**Exercise brief**
Could you copy every line of the data that contains the word "Wrapped"?

**Available data**
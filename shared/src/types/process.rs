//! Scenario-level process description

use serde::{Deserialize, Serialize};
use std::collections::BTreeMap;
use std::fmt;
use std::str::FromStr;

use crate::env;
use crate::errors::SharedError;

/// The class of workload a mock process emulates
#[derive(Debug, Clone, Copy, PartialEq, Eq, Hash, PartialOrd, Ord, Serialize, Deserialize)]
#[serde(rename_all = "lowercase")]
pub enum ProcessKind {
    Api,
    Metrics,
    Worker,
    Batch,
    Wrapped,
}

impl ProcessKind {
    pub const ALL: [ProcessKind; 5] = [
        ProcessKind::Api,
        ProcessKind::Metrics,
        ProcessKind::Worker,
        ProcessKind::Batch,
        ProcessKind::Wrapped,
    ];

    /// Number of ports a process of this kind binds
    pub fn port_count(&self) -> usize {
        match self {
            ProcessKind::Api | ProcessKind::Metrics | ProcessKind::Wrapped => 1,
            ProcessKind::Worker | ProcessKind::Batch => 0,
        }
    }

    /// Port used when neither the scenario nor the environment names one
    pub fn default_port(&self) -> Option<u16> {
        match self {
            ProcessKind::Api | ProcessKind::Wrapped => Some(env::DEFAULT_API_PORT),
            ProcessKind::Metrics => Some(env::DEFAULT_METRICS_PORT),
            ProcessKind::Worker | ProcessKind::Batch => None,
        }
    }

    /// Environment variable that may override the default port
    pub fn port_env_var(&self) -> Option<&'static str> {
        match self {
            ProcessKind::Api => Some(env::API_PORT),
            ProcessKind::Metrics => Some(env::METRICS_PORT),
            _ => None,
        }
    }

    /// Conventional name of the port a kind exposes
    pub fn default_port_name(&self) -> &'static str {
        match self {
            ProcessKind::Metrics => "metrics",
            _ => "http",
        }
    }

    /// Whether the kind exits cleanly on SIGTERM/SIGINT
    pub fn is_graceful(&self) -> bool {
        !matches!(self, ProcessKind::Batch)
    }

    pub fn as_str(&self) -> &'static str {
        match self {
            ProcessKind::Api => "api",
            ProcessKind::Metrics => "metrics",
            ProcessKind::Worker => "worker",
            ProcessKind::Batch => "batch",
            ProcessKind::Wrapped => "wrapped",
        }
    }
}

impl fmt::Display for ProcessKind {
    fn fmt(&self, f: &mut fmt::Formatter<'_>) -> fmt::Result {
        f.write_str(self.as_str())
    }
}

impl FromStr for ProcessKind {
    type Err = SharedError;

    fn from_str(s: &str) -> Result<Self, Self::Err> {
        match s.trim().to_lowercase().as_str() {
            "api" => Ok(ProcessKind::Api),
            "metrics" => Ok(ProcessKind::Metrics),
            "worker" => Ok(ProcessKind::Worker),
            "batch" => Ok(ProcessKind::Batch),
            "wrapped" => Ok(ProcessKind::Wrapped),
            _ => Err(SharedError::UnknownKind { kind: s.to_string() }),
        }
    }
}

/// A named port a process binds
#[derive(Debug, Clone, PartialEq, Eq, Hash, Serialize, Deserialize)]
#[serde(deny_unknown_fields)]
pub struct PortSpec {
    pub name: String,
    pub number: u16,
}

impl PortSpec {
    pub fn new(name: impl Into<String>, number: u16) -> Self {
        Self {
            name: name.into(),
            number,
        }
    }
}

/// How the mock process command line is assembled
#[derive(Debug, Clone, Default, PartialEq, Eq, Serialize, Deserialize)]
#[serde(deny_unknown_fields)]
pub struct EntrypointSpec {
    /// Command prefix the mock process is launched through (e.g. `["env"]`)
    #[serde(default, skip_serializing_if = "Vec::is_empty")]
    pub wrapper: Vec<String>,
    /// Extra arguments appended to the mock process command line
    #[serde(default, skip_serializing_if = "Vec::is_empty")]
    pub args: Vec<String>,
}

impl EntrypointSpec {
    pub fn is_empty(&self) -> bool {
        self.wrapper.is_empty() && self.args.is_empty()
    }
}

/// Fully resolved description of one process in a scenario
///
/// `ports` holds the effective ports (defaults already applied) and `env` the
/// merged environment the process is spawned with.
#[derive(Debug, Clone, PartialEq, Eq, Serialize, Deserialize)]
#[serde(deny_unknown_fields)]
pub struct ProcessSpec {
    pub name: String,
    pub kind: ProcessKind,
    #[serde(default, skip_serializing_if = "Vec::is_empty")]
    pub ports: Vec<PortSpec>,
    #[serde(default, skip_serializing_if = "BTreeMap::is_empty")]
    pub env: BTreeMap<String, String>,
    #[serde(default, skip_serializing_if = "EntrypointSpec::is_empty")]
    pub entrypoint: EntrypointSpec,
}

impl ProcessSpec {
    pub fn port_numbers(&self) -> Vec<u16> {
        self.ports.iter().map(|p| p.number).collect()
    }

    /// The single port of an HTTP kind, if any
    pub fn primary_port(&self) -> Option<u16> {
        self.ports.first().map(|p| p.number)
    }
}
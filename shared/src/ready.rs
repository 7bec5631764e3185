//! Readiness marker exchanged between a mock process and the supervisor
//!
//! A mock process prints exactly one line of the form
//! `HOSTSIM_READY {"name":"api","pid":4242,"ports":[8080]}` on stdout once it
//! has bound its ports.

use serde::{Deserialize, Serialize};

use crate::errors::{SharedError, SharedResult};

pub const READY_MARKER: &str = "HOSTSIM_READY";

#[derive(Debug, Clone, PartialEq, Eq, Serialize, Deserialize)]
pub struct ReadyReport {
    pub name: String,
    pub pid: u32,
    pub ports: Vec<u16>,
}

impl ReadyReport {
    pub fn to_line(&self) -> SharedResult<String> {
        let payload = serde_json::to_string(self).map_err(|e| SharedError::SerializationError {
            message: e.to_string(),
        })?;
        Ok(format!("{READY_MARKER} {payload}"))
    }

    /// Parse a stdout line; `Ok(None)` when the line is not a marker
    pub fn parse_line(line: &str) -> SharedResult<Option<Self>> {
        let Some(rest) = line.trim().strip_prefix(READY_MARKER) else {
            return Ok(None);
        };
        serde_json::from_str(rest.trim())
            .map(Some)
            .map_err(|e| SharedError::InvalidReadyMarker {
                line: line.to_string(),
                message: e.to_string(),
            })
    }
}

**Output of the task**
    Wrapped,
        ProcessKind::Wrapped,
            ProcessKind::Api | ProcessKind::Metrics | ProcessKind::Wrapped => 1,
            ProcessKind::Api | ProcessKind::Wrapped => Some(env::DEFAULT_API_PORT),
            ProcessKind::Wrapped => "wrapped",
            "wrapped" => Ok(ProcessKind::Wrapped),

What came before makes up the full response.